Publications by authors named "Leila Rezaie Shirmard"

6 Publications

  • Page 1 of 1

Improving the biological activity of fingolimod loaded PHBV nanoparticles by using hydrophobically modified alginate.

Drug Dev Ind Pharm 2020 Feb 6;46(2):318-328. Epub 2020 Feb 6.

Department of Pharmaceutics, Faculty of Pharmacy, Tehran University of Medical Sciences, Tehran, Iran.

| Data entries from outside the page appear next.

//! Step outputs and run summary
//!
//! Both sinks are files the runner hands us through `GITHUB_OUTPUT` and
//! `GITHUB_STEP_SUMMARY`. Outside a runner they are unset and writes are
//! skipped.

use anyhow::{Context, Result};
use std::fs::OpenOptions;
use std::io::Write;
use std::path::{Path, PathBuf};
use tracing::debug;

/// Writer for the runner's output files
#[derive(Debug, Clone, Default)]
pub struct ActionOutputs {
    output_file: Option<PathBuf>,
    summary_file: Option<PathBuf>,
}

impl ActionOutputs {
    pub fn new(output_file: Option<PathBuf>, summary_file: Option<PathBuf>) -> Self {
        Self {
            output_file,
            summary_file,
        }
    }

    /// Appends `key=value` lines for downstream steps
    ///
    /// Line breaks in values are flattened so each output stays on one line.
    pub fn set_all(&self, pairs: &[(&str, String)]) -> Result<()> {
        let Some(path) = &self.output_file else {
            debug!("GITHUB_OUTPUT not set, skipping {} output(s)", pairs.len());
            return Ok(());
        };

        let mut lines = String::new();
        for (key, value) in pairs {
            lines.push_str(key);
            lines.push('=');
            lines.push_str(&value.replace(['\r', '\n'], " "));
            lines.push('\n');
        }

        append(path, &lines).context("Failed to write step outputs")
    }

    /// Appends markdown to the run summary
    pub fn append_summary(&self, markdown: &str) -> Result<()> {
        let Some(path) = &self.summary_file else {
            debug!("GITHUB_STEP_SUMMARY not set, skipping run summary");
            return Ok(());
        };

        append(path, markdown).context("Failed to write run summary")
    }
}

fn append(path: &Path, text: &str) -> Result<()> {
    let mut file = OpenOptions::new()
        .create(true)
        .append(true)
        .open(path)
        .with_context(|| format!("Failed to open {}", path.display()))?;

    file.write_all(text.as_bytes())
        .with_context(|| format!("Failed to append to {}", path.display()))
}

#[cfg(test)]
mod tests {
    use super::*;

    #[test]
    fn test_outputs_are_appended() {
        let dir = tempfile::tempdir().unwrap();
        let path = dir.path().join("output");
        std::fs::write(&path, "earlier=1\n").unwrap();

        let outputs = ActionOutputs::new(Some(path.clone()), None);
        outputs
            .set_all(&[("job_id", "t1".to_string()), ("status", "completed".to_string())])
            .unwrap();

        let written = std::fs::read_to_string(&path).unwrap();
        assert_eq!(written, "earlier=1\njob_id=t1\nstatus=completed\n");
    }

    #[test]
    fn test_output_values_stay_on_one_line() {
        let dir = tempfile::tempdir().unwrap();
        let path = dir.path().join("output");

        let outputs = ActionOutputs::new(Some(path.clone()), None);
        outputs.set_all(&[("result", "a\nb".to_string())]).unwrap();

        assert_eq!(std::fs::read_to_string(&path).unwrap(), "result=a b\n");
    }

    #[test]
    fn test_summary_is_appended() {
        let dir = tempfile::tempdir().unwrap();
        let path = dir.path().join("summary.md");

        let outputs = ActionOutputs::new(None, Some(path.clone()));
        outputs.append_summary("## One\n").unwrap();
        outputs.append_summary("## Two\n").unwrap();

        assert_eq!(std::fs::read_to_string(&path).unwrap(), "## One\n## Two\n");
    }

    #[test]
    fn test_unset_sinks_are_skipped() {
        let outputs = ActionOutputs::default();
        assert!(outputs.set_all(&[("job_id", "t1".to_string())]).is_ok());
        assert!(outputs.append_summary("ignored").is_ok());
    }
}
//! Core domain types
//!
//! These types describe a single visual-testing job as seen by the agent:
//! the handle returned on trigger, the status observed while polling, the
//! terminal result payload, and the testing configuration it was started with.

pub mod job;
pub mod result;
pub mod testing;
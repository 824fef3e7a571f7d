//! Scripted repositories for tests

use anyhow::{Result, anyhow};
use async_trait::async_trait;
use lumen_core::domain::job::JobHandle;
use lumen_core::domain::result::JobResult;
use lumen_core::dto::job::CreateJob;
use serde_json::{Value, json};
use std::collections::VecDeque;
use std::sync::Mutex;
use tokio::time::Instant;

use super::{CommentRepository, JobRepository};

/// Job repository replaying a fixed sequence of status responses
///
/// Once the script is exhausted every read reports `running`.
pub(crate) struct ScriptedJobs {
    trigger_error: Option<String>,
    responses: Mutex<VecDeque<Result<Value, String>>>,
    created: Mutex<Vec<CreateJob>>,
    fetches: Mutex<Vec<Instant>>,
}

impl ScriptedJobs {
    pub(crate) fn new(responses: Vec<Result<Value, String>>) -> Self {
        Self {
            trigger_error: None,
            responses: Mutex::new(responses.into()),
            created: Mutex::new(Vec::new()),
            fetches: Mutex::new(Vec::new()),
        }
    }

    pub(crate) fn failing_trigger(message: &str) -> Self {
        Self {
            trigger_error: Some(message.to_string()),
            ..Self::new(Vec::new())
        }
    }

    pub(crate) fn fetch_times(&self) -> Vec<Instant> {
        self.fetches.lock().unwrap().clone()
    }

    pub(crate) fn created(&self) -> Vec<CreateJob> {
        self.created.lock().unwrap().clone()
    }
}

#[async_trait]
impl JobRepository for ScriptedJobs {
    async fn create_job(&self, req: &CreateJob) -> Result<JobHandle> {
        self.created.lock().unwrap().push(req.clone());
        match &self.trigger_error {
            Some(message) => Err(anyhow!(message.clone())),
            None => Ok(JobHandle {
                id: "t1".to_string(),
                dashboard_url: "https://app.lumen.dev/jobs/t1".to_string(),
            }),
        }
    }

    async fn fetch_job(&self, _job_id: &str) -> Result<JobResult> {
        self.fetches.lock().unwrap().push(Instant::now());
        let next = self.responses.lock().unwrap().pop_front();
        match next {
            Some(Ok(payload)) => Ok(JobResult::from_value(&payload)),
            Some(Err(message)) => Err(anyhow!(message)),
            None => Ok(JobResult::from_value(&json!({ "status": "running" }))),
        }
    }
}

/// Comment repository that records what it was asked to post
#[derive(Default)]
pub(crate) struct RecordingComments {
    fail: bool,
    posted: Mutex<Vec<(u64, String)>>,
}

impl RecordingComments {
    pub(crate) fn failing() -> Self {
        Self {
            fail: true,
            ..Default::default()
        }
    }

    pub(crate) fn posted(&self) -> Vec<(u64, String)> {
        self.posted.lock().unwrap().clone()
    }
}

#[async_trait]
impl CommentRepository for RecordingComments {
    async fn post_comment(&self, number: u64, body: &str) -> Result<()> {
        self.posted.lock().unwrap().push((number, body.to_string()));
        if self.fail {
            return Err(anyhow!("API error (status 403): Resource not accessible by integration"));
        }
        Ok(())
    }
}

Uncontrolled distribution of nanoparticles (NPs) within the body can significantly decrease the efficiency of drug therapy and is considered among the main restrictions of NPs application. The aim of this study was to develop a depot combination delivery system (CDS) containing fingolimod loaded poly (3-hydroxybutyrate-co-3-hydroxyvalerate) (PHBV) NPs dispersed into a matrix of oleic acid-grafted-aminated alginate (OA-g-AAlg) to minimize the nonspecific biodistribution (BD) of PHBV NPs. OA-g-AAlg was synthesized in two step; First, Alg was aminated by using adipic dihydrazide (ADH). The degree of hyrazide group substitution of Alg was determined by trinitro-benzene-sulfonic acid (TNBS) assay. Second, OA was attached to AAlg through formation of an amide bond. Chemical structure of OA-g-AAlg was confirmed with FTIR and HNMR spectroscopy. Furthermore, rheological properties of OA-g-AAlg with different grafting ratios were evaluated. release studies indicated that 47% of fingolimod was released from the CDS within 28 days. Blood and tissue samples were analyzed using liquid chromatography/tandem mass spectrometry following subcutaneous (SC) injection of fingolimod-CDS into Wistar rats. The elimination phase half-life of CDS-fingolimod was significantly higher than that of fingolimod (∼32 d vs. ∼20 h). To investigate the therapeutic efficacy, lymphocyte count was assessed over a 40 day period in Wistar rats. Peripheral blood lymphocyte count decreased from baseline by 27 ± 8% in 2 days after injection. Overall, the designed CDS represented promising results in improving the pharmacokinetic properties of fingolimod. Therefore, we believe that this sustained release formulation has a great potential to be applied to delivery of various therapeutics.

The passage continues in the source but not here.